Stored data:
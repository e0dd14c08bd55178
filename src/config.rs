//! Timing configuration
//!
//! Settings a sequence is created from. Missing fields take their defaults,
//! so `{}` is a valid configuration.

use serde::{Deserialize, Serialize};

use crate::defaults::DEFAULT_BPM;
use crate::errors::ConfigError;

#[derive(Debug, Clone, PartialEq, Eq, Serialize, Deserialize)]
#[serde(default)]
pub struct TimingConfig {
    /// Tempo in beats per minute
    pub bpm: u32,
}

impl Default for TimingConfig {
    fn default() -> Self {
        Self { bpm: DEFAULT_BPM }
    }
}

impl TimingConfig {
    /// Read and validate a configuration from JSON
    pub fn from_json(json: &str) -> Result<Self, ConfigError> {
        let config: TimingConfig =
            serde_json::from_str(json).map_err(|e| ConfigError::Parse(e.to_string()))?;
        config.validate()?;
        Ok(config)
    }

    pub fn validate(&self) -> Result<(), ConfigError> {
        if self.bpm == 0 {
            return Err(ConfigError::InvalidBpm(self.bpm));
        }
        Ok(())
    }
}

==

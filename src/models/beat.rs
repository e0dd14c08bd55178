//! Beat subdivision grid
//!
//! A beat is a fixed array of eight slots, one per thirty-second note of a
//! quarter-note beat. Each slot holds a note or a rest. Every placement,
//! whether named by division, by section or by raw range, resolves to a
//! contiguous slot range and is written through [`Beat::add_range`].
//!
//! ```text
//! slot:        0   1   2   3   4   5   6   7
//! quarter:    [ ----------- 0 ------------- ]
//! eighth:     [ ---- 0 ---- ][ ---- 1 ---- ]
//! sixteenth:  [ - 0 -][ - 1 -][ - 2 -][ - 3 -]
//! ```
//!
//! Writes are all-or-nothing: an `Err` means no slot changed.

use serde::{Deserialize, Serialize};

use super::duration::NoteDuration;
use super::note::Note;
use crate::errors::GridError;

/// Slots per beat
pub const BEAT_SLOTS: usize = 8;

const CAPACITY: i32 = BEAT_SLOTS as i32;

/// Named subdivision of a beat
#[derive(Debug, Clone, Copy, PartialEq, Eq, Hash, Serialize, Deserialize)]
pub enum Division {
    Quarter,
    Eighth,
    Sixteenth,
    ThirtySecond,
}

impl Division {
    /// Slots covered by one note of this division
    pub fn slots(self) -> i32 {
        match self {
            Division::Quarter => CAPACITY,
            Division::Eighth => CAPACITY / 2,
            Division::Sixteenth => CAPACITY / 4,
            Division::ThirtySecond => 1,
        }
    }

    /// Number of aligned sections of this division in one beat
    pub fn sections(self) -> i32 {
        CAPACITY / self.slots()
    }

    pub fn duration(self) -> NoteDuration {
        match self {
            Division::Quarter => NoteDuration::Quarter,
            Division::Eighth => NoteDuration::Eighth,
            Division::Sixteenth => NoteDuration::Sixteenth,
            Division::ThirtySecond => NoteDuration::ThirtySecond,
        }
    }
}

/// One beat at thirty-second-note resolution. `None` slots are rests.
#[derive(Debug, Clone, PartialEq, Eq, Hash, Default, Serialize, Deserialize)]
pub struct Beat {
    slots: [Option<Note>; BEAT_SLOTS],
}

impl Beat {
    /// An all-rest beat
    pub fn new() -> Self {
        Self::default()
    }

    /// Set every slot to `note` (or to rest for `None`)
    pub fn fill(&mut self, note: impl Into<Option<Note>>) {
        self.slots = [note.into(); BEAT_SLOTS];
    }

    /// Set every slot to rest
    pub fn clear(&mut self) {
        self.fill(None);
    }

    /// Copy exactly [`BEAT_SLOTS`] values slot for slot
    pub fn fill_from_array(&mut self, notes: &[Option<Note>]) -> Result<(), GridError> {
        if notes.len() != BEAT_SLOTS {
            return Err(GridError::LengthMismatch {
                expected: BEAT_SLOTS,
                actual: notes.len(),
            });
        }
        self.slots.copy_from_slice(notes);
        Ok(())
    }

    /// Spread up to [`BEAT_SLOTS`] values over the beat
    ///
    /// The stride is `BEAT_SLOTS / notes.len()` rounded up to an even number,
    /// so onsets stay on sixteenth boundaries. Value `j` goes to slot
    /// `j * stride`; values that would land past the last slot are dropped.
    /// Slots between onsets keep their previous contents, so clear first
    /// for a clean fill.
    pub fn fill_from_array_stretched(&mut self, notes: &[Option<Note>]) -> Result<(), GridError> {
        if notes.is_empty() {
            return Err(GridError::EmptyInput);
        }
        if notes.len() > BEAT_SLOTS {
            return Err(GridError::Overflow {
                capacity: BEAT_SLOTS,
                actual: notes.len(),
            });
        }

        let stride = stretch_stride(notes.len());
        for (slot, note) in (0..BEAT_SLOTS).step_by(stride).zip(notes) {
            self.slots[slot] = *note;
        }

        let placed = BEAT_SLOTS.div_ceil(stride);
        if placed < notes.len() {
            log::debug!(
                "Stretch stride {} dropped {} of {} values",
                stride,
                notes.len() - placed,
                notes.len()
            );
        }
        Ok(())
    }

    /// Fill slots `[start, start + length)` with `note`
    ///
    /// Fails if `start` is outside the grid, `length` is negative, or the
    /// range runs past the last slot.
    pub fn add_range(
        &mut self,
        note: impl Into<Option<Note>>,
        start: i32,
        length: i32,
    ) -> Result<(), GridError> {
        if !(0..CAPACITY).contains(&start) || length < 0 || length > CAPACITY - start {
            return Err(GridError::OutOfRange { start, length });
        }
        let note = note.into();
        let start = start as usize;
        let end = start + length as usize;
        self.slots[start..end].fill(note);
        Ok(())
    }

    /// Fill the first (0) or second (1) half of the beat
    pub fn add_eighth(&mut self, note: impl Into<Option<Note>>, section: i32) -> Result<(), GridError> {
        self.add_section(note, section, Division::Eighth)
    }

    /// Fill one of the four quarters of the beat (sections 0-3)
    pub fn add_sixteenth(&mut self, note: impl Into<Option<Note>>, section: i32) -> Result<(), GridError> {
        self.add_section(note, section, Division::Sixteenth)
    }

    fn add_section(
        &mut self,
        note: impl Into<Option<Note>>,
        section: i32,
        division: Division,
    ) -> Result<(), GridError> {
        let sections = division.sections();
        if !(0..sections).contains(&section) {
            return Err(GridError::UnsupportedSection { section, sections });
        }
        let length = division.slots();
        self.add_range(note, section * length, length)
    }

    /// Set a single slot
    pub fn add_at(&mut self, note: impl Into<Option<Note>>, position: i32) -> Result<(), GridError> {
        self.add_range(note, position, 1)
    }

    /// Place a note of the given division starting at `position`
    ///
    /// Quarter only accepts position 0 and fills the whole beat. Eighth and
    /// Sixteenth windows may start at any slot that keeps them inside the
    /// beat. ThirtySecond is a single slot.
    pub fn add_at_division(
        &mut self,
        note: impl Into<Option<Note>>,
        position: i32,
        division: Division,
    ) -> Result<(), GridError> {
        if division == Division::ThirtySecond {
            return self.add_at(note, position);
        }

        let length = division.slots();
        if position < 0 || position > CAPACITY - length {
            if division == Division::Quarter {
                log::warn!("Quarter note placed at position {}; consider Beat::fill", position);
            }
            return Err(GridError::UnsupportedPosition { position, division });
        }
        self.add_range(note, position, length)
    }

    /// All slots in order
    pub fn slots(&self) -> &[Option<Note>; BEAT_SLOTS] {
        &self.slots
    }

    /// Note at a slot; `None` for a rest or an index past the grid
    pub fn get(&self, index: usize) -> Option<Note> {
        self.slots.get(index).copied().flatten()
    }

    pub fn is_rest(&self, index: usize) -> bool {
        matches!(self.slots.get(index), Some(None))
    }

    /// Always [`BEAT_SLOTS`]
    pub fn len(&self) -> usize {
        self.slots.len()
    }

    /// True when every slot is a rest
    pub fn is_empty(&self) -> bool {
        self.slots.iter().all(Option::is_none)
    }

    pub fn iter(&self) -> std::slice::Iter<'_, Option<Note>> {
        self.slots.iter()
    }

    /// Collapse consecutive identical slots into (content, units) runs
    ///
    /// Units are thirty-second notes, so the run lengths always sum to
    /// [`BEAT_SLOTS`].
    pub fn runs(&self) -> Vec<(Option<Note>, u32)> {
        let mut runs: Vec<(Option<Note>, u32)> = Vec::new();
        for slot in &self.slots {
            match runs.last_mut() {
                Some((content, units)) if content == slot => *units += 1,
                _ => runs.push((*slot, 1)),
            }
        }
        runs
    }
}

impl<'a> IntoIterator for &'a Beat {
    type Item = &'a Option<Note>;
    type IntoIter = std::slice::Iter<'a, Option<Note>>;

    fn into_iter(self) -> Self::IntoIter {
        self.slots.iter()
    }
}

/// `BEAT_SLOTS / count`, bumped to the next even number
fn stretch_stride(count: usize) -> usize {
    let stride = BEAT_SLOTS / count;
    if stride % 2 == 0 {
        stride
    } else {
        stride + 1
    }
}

Problem to solve.
A word-for-word copy of the lines above from the one with "Beat subdivision grid" through the one with "Default, Serialize, Deserialize)]", inclusive, is the only output wanted.

Solution to this problem.
//! Beat subdivision grid
//!
//! A beat is a fixed array of eight slots, one per thirty-second note of a
//! quarter-note beat. Each slot holds a note or a rest. Every placement,
//! whether named by division, by section or by raw range, resolves to a
//! contiguous slot range and is written through [`Beat::add_range`].
//!
//! ```text
//! slot:        0   1   2   3   4   5   6   7
//! quarter:    [ ----------- 0 ------------- ]
//! eighth:     [ ---- 0 ---- ][ ---- 1 ---- ]
//! sixteenth:  [ - 0 -][ - 1 -][ - 2 -][ - 3 -]
//! ```
//!
//! Writes are all-or-nothing: an `Err` means no slot changed.

use serde::{Deserialize, Serialize};

use super::duration::NoteDuration;
use super::note::Note;
use crate::errors::GridError;

/// Slots per beat
pub const BEAT_SLOTS: usize = 8;

const CAPACITY: i32 = BEAT_SLOTS as i32;

/// Named subdivision of a beat
#[derive(Debug, Clone, Copy, PartialEq, Eq, Hash, Serialize, Deserialize)]
pub enum Division {
    Quarter,
    Eighth,
    Sixteenth,
    ThirtySecond,
}

impl Division {
    /// Slots covered by one note of this division
    pub fn slots(self) -> i32 {
        match self {
            Division::Quarter => CAPACITY,
            Division::Eighth => CAPACITY / 2,
            Division::Sixteenth => CAPACITY / 4,
            Division::ThirtySecond => 1,
        }
    }

    /// Number of aligned sections of this division in one beat
    pub fn sections(self) -> i32 {
        CAPACITY / self.slots()
    }

    pub fn duration(self) -> NoteDuration {
        match self {
            Division::Quarter => NoteDuration::Quarter,
            Division::Eighth => NoteDuration::Eighth,
            Division::Sixteenth => NoteDuration::Sixteenth,
            Division::ThirtySecond => NoteDuration::ThirtySecond,
        }
    }
}

/// One beat at thirty-second-note resolution. `None` slots are rests.
#[derive(Debug, Clone, PartialEq, Eq, Hash, Default, Serialize, Deserialize)]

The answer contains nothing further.